### Exercise directions
Report every line of the records below that contains the word "entity".

#####

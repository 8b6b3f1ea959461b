use std::{sync::Arc, time::Duration};

use anyhow::{Error, Result, anyhow};
use async_trait::async_trait;
use gcp_auth::TokenProvider;
use reqwest::{Client, StatusCode};
use tokio::sync::OnceCell;
use tracing::{debug, info, warn};

use crate::{
    clients::circuit_breaker::CircuitBreaker,
    config::Config,
    models::{
        error::{GatewayError, GatewayErrorKind},
        fcm::{FcmErrorResponse, FcmRequest, FcmSendResponse},
        push::PushMessage,
        validation::validate_fcm_token,
    },
};

const FCM_SCOPES: &[&str] = &["https://www.googleapis.com/auth/firebase.messaging"];

/// Push notification gateway: one formatted message in, a delivery id out.
#[async_trait]
pub trait PushGateway: Send + Sync {
    async fn send(&self, message: &PushMessage) -> Result<String, GatewayError>;
}

#[async_trait]
pub trait AccessTokenSource: Send + Sync {
    async fn access_token(&self) -> Result<String, GatewayError>;
}

/// OAuth tokens from the ambient Google credentials.
#[derive(Default)]
pub struct GcpTokenSource {
    provider: OnceCell<Arc<dyn TokenProvider>>,
}

#[async_trait]
impl AccessTokenSource for GcpTokenSource {
    async fn access_token(&self) -> Result<String, GatewayError> {
        let provider = self
            .provider
            .get_or_try_init(|| async { gcp_auth::provider().await })
            .await
            .map_err(|e| GatewayError::new(GatewayErrorKind::Unauthenticated, e.to_string()))?;

        let token = provider
            .token(FCM_SCOPES)
            .await
            .map_err(|e| GatewayError::new(GatewayErrorKind::Unauthenticated, e.to_string()))?;

        Ok(token.as_str().to_string())
    }
}

pub struct FcmClient {
    http_client: Client,
    endpoint: String,
    tokens: Arc<dyn AccessTokenSource>,
    circuit_breaker: Option<CircuitBreaker>,
}

impl FcmClient {
    pub fn new(config: &Config) -> Result<Self, Error> {
        let endpoint = format!(
            "https://fcm.googleapis.com/v1/projects/{}/messages:send",
            config.fcm_project_id
        );

        info!(project_id = %config.fcm_project_id, "FCM client initialized");

        Self::with_endpoint(
            endpoint,
            Arc::new(GcpTokenSource::default()),
            Duration::from_millis(config.gateway_timeout_ms),
        )
    }

    pub fn with_endpoint(
        endpoint: String,
        tokens: Arc<dyn AccessTokenSource>,
        timeout: Duration,
    ) -> Result<Self, Error> {
        let http_client = Client::builder()
            .timeout(timeout)
            .build()
            .map_err(|e| anyhow!("Failed to create HTTP client: {}", e))?;

        Ok(Self {
            http_client,
            endpoint,
            tokens,
            circuit_breaker: None,
        })
    }

    pub fn with_circuit_breaker(mut self, circuit_breaker: CircuitBreaker) -> Self {
        self.circuit_breaker = Some(circuit_breaker);
        self
    }

    pub fn circuit_breaker(&self) -> Option<&CircuitBreaker> {
        self.circuit_breaker.as_ref()
    }

    async fn send_once(&self, request: &FcmRequest) -> Result<String, GatewayError> {
        let token = self.tokens.access_token().await?;

        let response = self
            .http_client
            .post(&self.endpoint)
            .bearer_auth(token)
            .json(request)
            .send()
            .await
            .map_err(|e| {
                if e.is_timeout() {
                    GatewayError::new(GatewayErrorKind::Timeout, e.to_string())
                } else {
                    GatewayError::unavailable(e.to_string())
                }
            })?;

        let status = response.status();
        let body = response
            .text()
            .await
            .map_err(|e| GatewayError::unavailable(format!("Failed to read FCM response: {}", e)))?;

        if !status.is_success() {
            let error = classify_fcm_error(status, &body);
            warn!(status = %status, kind = %error.kind, "FCM rejected push notification");
            return Err(error);
        }

        let sent: FcmSendResponse = serde_json::from_str(&body).map_err(|e| {
            GatewayError::new(
                GatewayErrorKind::Rejected,
                format!("Unexpected FCM response: {}", e),
            )
        })?;

        info!(delivery_id = %sent.name, "FCM push notification sent successfully");
        Ok(sent.name)
    }
}

#[async_trait]
impl PushGateway for FcmClient {
    async fn send(&self, message: &PushMessage) -> Result<String, GatewayError> {
        validate_fcm_token(&message.target)
            .map_err(|e| GatewayError::invalid_token(e.to_string()))?;

        debug!(data_keys = message.data.len(), "Sending FCM push notification");

        let request = FcmRequest::from(message);

        match &self.circuit_breaker {
            Some(circuit_breaker) => circuit_breaker.call(|| self.send_once(&request)).await,
            None => self.send_once(&request).await,
        }
    }
}

/// Maps an FCM v1 error response onto a gateway error class. The FCM
/// `errorCode` detail wins over the HTTP status when present.
pub fn classify_fcm_error(status: StatusCode, body: &str) -> GatewayError {
    let parsed = serde_json::from_str::<FcmErrorResponse>(body).ok();

    let message = parsed
        .as_ref()
        .map(|response| response.error.message.clone())
        .filter(|message| !message.is_empty())
        .unwrap_or_else(|| format!("FCM request failed with status {}", status));

    let by_code = parsed
        .as_ref()
        .and_then(|response| response.error.error_code())
        .and_then(|code| match code {
            "UNREGISTERED" | "INVALID_ARGUMENT" => Some(GatewayErrorKind::InvalidToken),
            "QUOTA_EXCEEDED" => Some(GatewayErrorKind::RateLimited),
            "UNAVAILABLE" | "INTERNAL" => Some(GatewayErrorKind::Unavailable),
            "SENDER_ID_MISMATCH" | "THIRD_PARTY_AUTH_ERROR" => {
                Some(GatewayErrorKind::Unauthenticated)
            }
            _ => None,
        });

    let kind = by_code.unwrap_or(match status {
        StatusCode::NOT_FOUND => GatewayErrorKind::InvalidToken,
        StatusCode::TOO_MANY_REQUESTS => GatewayErrorKind::RateLimited,
        StatusCode::UNAUTHORIZED | StatusCode::FORBIDDEN => GatewayErrorKind::Unauthenticated,
        s if s.is_server_error() => GatewayErrorKind::Unavailable,
        _ => GatewayErrorKind::Rejected,
    });

    GatewayError::new(kind, message)
}

#[cfg(test)]
mod tests {
    use super::*;

    #[test]
    fn unregistered_token_is_invalid_token() {
        let body = r#"{"error":{"code":404,"message":"Requested entity was not found.","status":"NOT_FOUND","details":[{"@type":"type.googleapis.com/google.firebase.fcm.v1.FcmError","errorCode":"UNREGISTERED"}]}}"#;

        let error = classify_fcm_error(StatusCode::NOT_FOUND, body);

        assert_eq!(error.kind, GatewayErrorKind::InvalidToken);
        assert_eq!(error.message, "Requested entity was not found.");
    }

    #[test]
    fn falls_back_to_http_status() {
        assert_eq!(
            classify_fcm_error(StatusCode::TOO_MANY_REQUESTS, "").kind,
            GatewayErrorKind::RateLimited
        );
        assert_eq!(
            classify_fcm_error(StatusCode::SERVICE_UNAVAILABLE, "<html>").kind,
            GatewayErrorKind::Unavailable
        );
        assert_eq!(
            classify_fcm_error(StatusCode::BAD_REQUEST, "{}").kind,
            GatewayErrorKind::Rejected
        );
    }

    #[test]
    fn error_code_overrides_status() {
        let body = r#"{"error":{"code":429,"message":"quota","details":[{"errorCode":"QUOTA_EXCEEDED"}]}}"#;

        assert_eq!(
            classify_fcm_error(StatusCode::BAD_REQUEST, body).kind,
            GatewayErrorKind::RateLimited
        );
    }
}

#####

### Problem solution
        let body = r#"{"error":{"code":404,"message":"Requested entity was not found.","status":"NOT_FOUND","details":[{"@type":"type.googleapis.com/google.firebase.fcm.v1.FcmError","errorCode":"UNREGISTERED"}]}}"#;
        assert_eq!(error.message, "Requested entity was not found.");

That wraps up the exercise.